Below are the entries; return every line among them that holds the word "publicKey".

• _Given information_
────────────────────
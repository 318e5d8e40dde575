// SPDX-License-Identifier: MIT OR Apache-2.0

//! Metadata records attached to stored messages.
//!
//! A [`Dictionary`] maps text keys to CBOR values. An explicit [`Value::Null`] marks a field as
//! absent while a missing key is treated as a malformed record, so readers can tell "not set" from
//! "never written".
use std::collections::BTreeMap;
use std::collections::btree_map;

use ciborium::Value;
use serde::{Deserialize, Serialize};
use thiserror::Error;

use crate::cbor::{DecodeError, EncodeError, decode_cbor_exact, encode_cbor};

#[derive(Clone, Debug, Default, PartialEq, Serialize, Deserialize)]
#[serde(transparent)]
pub struct Dictionary(BTreeMap<String, Value>);

impl Dictionary {
    pub fn new() -> Self {
        Self::default()
    }

    pub fn len(&self) -> usize {
        self.0.len()
    }

    pub fn is_empty(&self) -> bool {
        self.0.is_empty()
    }

    pub fn contains_key(&self, key: &str) -> bool {
        self.0.contains_key(key)
    }

    pub fn get(&self, key: &str) -> Option<&Value> {
        self.0.get(key)
    }

    pub fn iter(&self) -> btree_map::Iter<'_, String, Value> {
        self.0.iter()
    }

    /// Inserts a raw value, replacing any previous value under the same key.
    pub fn insert(&mut self, key: &str, value: Value) -> &mut Self {
        self.0.insert(key.to_string(), value);
        self
    }

    pub fn insert_null(&mut self, key: &str) -> &mut Self {
        self.insert(key, Value::Null)
    }

    pub fn insert_bool(&mut self, key: &str, value: bool) -> &mut Self {
        self.insert(key, Value::Bool(value))
    }

    pub fn insert_integer(&mut self, key: &str, value: i64) -> &mut Self {
        self.insert(key, Value::Integer(value.into()))
    }

    pub fn insert_unsigned(&mut self, key: &str, value: u64) -> &mut Self {
        self.insert(key, Value::Integer(value.into()))
    }

    pub fn insert_string(&mut self, key: &str, value: impl Into<String>) -> &mut Self {
        self.insert(key, Value::Text(value.into()))
    }

    pub fn insert_bytes(&mut self, key: &str, value: impl Into<Vec<u8>>) -> &mut Self {
        self.insert(key, Value::Bytes(value.into()))
    }

    /// Writes all entries of `other` into this dictionary, overwriting existing keys.
    pub fn merge(&mut self, other: &Dictionary) {
        for (key, value) in other.iter() {
            self.0.insert(key.clone(), value.clone());
        }
    }

    /// Returns `true` if every entry of the query is present with an equal value.
    pub fn matches(&self, query: &Dictionary) -> bool {
        query
            .iter()
            .all(|(key, value)| self.0.get(key).is_some_and(|own| own == value))
    }

    fn value(&self, key: &str) -> Result<&Value, FormatError> {
        self.0
            .get(key)
            .ok_or_else(|| FormatError::MissingKey(key.to_string()))
    }

    fn optional_value(&self, key: &str) -> Result<Option<&Value>, FormatError> {
        match self.value(key)? {
            Value::Null => Ok(None),
            value => Ok(Some(value)),
        }
    }

    pub fn get_bool(&self, key: &str) -> Result<bool, FormatError> {
        self.get_optional_bool(key)?
            .ok_or_else(|| FormatError::UnexpectedType(key.to_string(), "boolean"))
    }

    pub fn get_optional_bool(&self, key: &str) -> Result<Option<bool>, FormatError> {
        match self.optional_value(key)? {
            None => Ok(None),
            Some(Value::Bool(value)) => Ok(Some(*value)),
            Some(_) => Err(FormatError::UnexpectedType(key.to_string(), "boolean")),
        }
    }

    pub fn get_integer(&self, key: &str) -> Result<i64, FormatError> {
        self.get_optional_integer(key)?
            .ok_or_else(|| FormatError::UnexpectedType(key.to_string(), "integer"))
    }

    pub fn get_optional_integer(&self, key: &str) -> Result<Option<i64>, FormatError> {
        match self.optional_value(key)? {
            None => Ok(None),
            Some(Value::Integer(value)) => i64::try_from(*value)
                .map(Some)
                .map_err(|_| FormatError::OutOfRange(key.to_string())),
            Some(_) => Err(FormatError::UnexpectedType(key.to_string(), "integer")),
        }
    }

    pub fn get_unsigned(&self, key: &str) -> Result<u64, FormatError> {
        self.get_optional_unsigned(key)?
            .ok_or_else(|| FormatError::UnexpectedType(key.to_string(), "integer"))
    }

    pub fn get_optional_unsigned(&self, key: &str) -> Result<Option<u64>, FormatError> {
        match self.optional_value(key)? {
            None => Ok(None),
            Some(Value::Integer(value)) => u64::try_from(*value)
                .map(Some)
                .map_err(|_| FormatError::OutOfRange(key.to_string())),
            Some(_) => Err(FormatError::UnexpectedType(key.to_string(), "integer")),
        }
    }

    pub fn get_string(&self, key: &str) -> Result<&str, FormatError> {
        self.get_optional_string(key)?
            .ok_or_else(|| FormatError::UnexpectedType(key.to_string(), "text"))
    }

    pub fn get_optional_string(&self, key: &str) -> Result<Option<&str>, FormatError> {
        match self.optional_value(key)? {
            None => Ok(None),
            Some(Value::Text(value)) => Ok(Some(value.as_str())),
            Some(_) => Err(FormatError::UnexpectedType(key.to_string(), "text")),
        }
    }

    pub fn get_bytes(&self, key: &str) -> Result<&[u8], FormatError> {
        self.get_optional_bytes(key)?
            .ok_or_else(|| FormatError::UnexpectedType(key.to_string(), "bytes"))
    }

    pub fn get_optional_bytes(&self, key: &str) -> Result<Option<&[u8]>, FormatError> {
        match self.optional_value(key)? {
            None => Ok(None),
            Some(Value::Bytes(value)) => Ok(Some(value.as_slice())),
            Some(_) => Err(FormatError::UnexpectedType(key.to_string(), "bytes")),
        }
    }

    pub fn to_bytes(&self) -> Result<Vec<u8>, EncodeError> {
        encode_cbor(self)
    }

    pub fn from_bytes(bytes: &[u8]) -> Result<Self, FormatError> {
        Ok(decode_cbor_exact(bytes)?)
    }
}

impl FromIterator<(String, Value)> for Dictionary {
    fn from_iter<I: IntoIterator<Item = (String, Value)>>(iter: I) -> Self {
        Self(BTreeMap::from_iter(iter))
    }
}

/// Structured data did not have the expected shape.
#[derive(Debug, Error)]
pub enum FormatError {
    #[error("missing key '{0}'")]
    MissingKey(String),

    #[error("unexpected value for '{0}', expected {1}")]
    UnexpectedType(String, &'static str),

    #[error("integer value of '{0}' is out of range")]
    OutOfRange(String),

    #[error("invalid value for '{0}': {1}")]
    InvalidValue(String, String),

    #[error(transparent)]
    Decode(#[from] DecodeError),
}

#[cfg(test)]
mod tests {
    use super::{Dictionary, FormatError};

    #[test]
    fn null_is_not_missing() {
        let mut dictionary = Dictionary::new();
        dictionary.insert_null("keySetId").insert_integer("state", 2);

        assert_eq!(dictionary.get_optional_integer("keySetId").unwrap(), None);
        assert!(matches!(
            dictionary.get_optional_integer("localTimestamp"),
            Err(FormatError::MissingKey(key)) if key == "localTimestamp"
        ));
        assert!(matches!(
            dictionary.get_integer("keySetId"),
            Err(FormatError::UnexpectedType(_, "integer"))
        ));
        assert_eq!(dictionary.get_integer("state").unwrap(), 2);
    }

    #[test]
    fn unsigned_integers() {
        let mut dictionary = Dictionary::new();
        dictionary
            .insert_unsigned("localTimestamp", u64::MAX)
            .insert_integer("keySetId", -5);

        assert_eq!(dictionary.get_unsigned("localTimestamp").unwrap(), u64::MAX);
        assert!(matches!(
            dictionary.get_integer("localTimestamp"),
            Err(FormatError::OutOfRange(_))
        ));
        assert!(matches!(
            dictionary.get_optional_unsigned("keySetId"),
            Err(FormatError::OutOfRange(_))
        ));
    }

    #[test]
    fn typed_getters_check_types() {
        let mut dictionary = Dictionary::new();
        dictionary
            .insert_string("transportId", "bluetooth")
            .insert_bytes("publicKey", vec![1, 2, 3])
            .insert_bool("local", true);

        assert_eq!(dictionary.get_string("transportId").unwrap(), "bluetooth");
        assert_eq!(dictionary.get_bytes("publicKey").unwrap(), &[1, 2, 3]);
        assert!(dictionary.get_bool("local").unwrap());
        assert!(dictionary.get_bytes("transportId").is_err());
        assert!(dictionary.get_string("local").is_err());
    }

    #[test]
    fn query_and_merge() {
        let mut record = Dictionary::new();
        record
            .insert_bool("isSession", true)
            .insert_string("transportId", "tor")
            .insert_integer("state", 0);

        let mut query = Dictionary::new();
        query
            .insert_bool("isSession", true)
            .insert_string("transportId", "tor");
        assert!(record.matches(&query));
        assert!(record.matches(&Dictionary::new()));

        query.insert_string("transportId", "lan");
        assert!(!record.matches(&query));

        let mut update = Dictionary::new();
        update.insert_integer("state", 1).insert_null("keySetId");
        record.merge(&update);
        assert_eq!(record.get_integer("state").unwrap(), 1);
        assert_eq!(record.len(), 4);
    }

    #[test]
    fn bytes_encoding() {
        let mut dictionary = Dictionary::new();
        dictionary
            .insert_string("transportId", "tor")
            .insert_null("lastLocalMessageId");
        let bytes = dictionary.to_bytes().unwrap();
        assert_eq!(Dictionary::from_bytes(&bytes).unwrap(), dictionary);
        assert!(Dictionary::from_bytes(&bytes[1..]).is_err());
    }
}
────────────────────
• _Result below_
            .insert_bytes("publicKey", vec![1, 2, 3])
        assert_eq!(dictionary.get_bytes("publicKey").unwrap(), &[1, 2, 3]);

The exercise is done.